Beyond Vibe Coding: Building Reliable Workflows with Claude Code Skills

C

cuongkane

@cuongkane

Beyond Vibe Coding: Building Reliable Workflows with Claude Code Skills

Context

We are living in an exciting era of AI-assisted development. Claude Code has emerged as a powerful CLI tool that transforms how developers interact with codebases. Unlike traditional autocomplete tools, Claude Code understands context, executes commands, reads files, and can even make complex multi-file changes autonomously.

Think of Claude Code as a highly capable assistant who just joined your team. They're intelligent and eager to help, but they don't know your team's conventions, your coding standards, or your preferred workflows. You could explain everything from scratch each time—or you could create a comprehensive onboarding document that captures all this knowledge.
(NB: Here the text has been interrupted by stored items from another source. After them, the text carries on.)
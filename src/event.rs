//! Normalized object-creation events.
//!
//! The host hands us an S3 notification envelope. Only the bucket name and
//! the (URL-decoded) object key matter to the pipeline, so everything else is
//! dropped here.

use aws_lambda_events::event::s3::S3Event;

/// One "object created" notification.
#[derive(Debug, Clone, PartialEq, Eq)]
pub struct ObjectCreatedEvent {
    pub bucket: String,
    /// Object key, already URL-decoded.
    pub object_key: String,
}

impl ObjectCreatedEvent {
    pub fn new(bucket: impl Into<String>, object_key: impl Into<String>) -> Self {
        Self {
            bucket: bucket.into(),
            object_key: object_key.into(),
        }
    }

    /// `s3://bucket/key` form used in logs and notices.
    pub fn location(&self) -> String {
        format!("s3://{}/{}", self.bucket, self.object_key)
    }
}

/// Convert an S3 notification batch into events, preserving record order.
///
/// Records without a bucket name or object key, or whose key does not decode,
/// are skipped; the rest of the batch is unaffected.
pub fn from_s3_event(event: &S3Event) -> Vec<ObjectCreatedEvent> {
    let mut events = Vec::with_capacity(event.records.len());

    for (index, record) in event.records.iter().enumerate() {
        let bucket = record.s3.bucket.name.as_deref().unwrap_or_default();
        let raw_key = record.s3.object.key.as_deref().unwrap_or_default();

        if bucket.is_empty() || raw_key.is_empty() {
            tracing::warn!(record = index, "Skipping record without bucket or key");
            continue;
        }

        let object_key = match decode_key(raw_key) {
            Some(key) => key,
            None => {
                tracing::warn!(record = index, key = %raw_key, "Unable to decode object key");
                continue;
            }
        };

        events.push(ObjectCreatedEvent::new(bucket, object_key));
    }

    events
}

/// Decode a key as it appears in S3 notifications (form encoding, `+` is a space).
pub fn decode_key(raw: &str) -> Option<String> {
    let spaced = raw.replace('+', " ");
    urlencoding::decode(&spaced)
        .ok()
        .map(|key| key.into_owned())
}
As teams adopt Claude Code, a critical question emerges: How do we ensure consistent, high-quality outputs across different developers and tasks?

This is where Skills become essential—structured instruction sets that guide Claude Code through specific tasks with precision and consistency.

Terminologies

Before diving deeper, let's clarify the key terms used throughout this post:

TermDefinition
Claude CodeAnthropic's official CLI tool for AI-assisted development. It can read files, execute commands, and make code changes autonomously.
SkillA structured set of instructions that guides Claude Code through a specific task. Skills have a name, description, and step-by-step workflow.
SubagentAn isolated Claude Code process spawned to handle a specific subtask. Subagents have their own context window, preventing the main session from being overwhelmed.
Context WindowThe amount of conversation history and file content Claude Code can "remember" at once. Managing this is critical for complex tasks.
MCP (Model Context Protocol)A protocol that allows Claude Code to connect to external services like Jira, Confluence, Sentry, and databases.
Confirmation GateA checkpoint in a skill workflow where Claude Code pauses and requires explicit user approval before proceeding.
CLAUDE.mdA special markdown file that Claude Code automatically reads for project-specific conventions, commands, and guidelines.

Problem Setup

The Challenges of AI-Assisted Development

When teams start using Claude Code for complex tasks, several problems emerge:

1. Inconsistent Outputs

Without structured guidance, different team members get different results for similar tasks. One developer might get a well-structured implementation following team conventions, while another gets a technically correct but stylistically inconsistent solution.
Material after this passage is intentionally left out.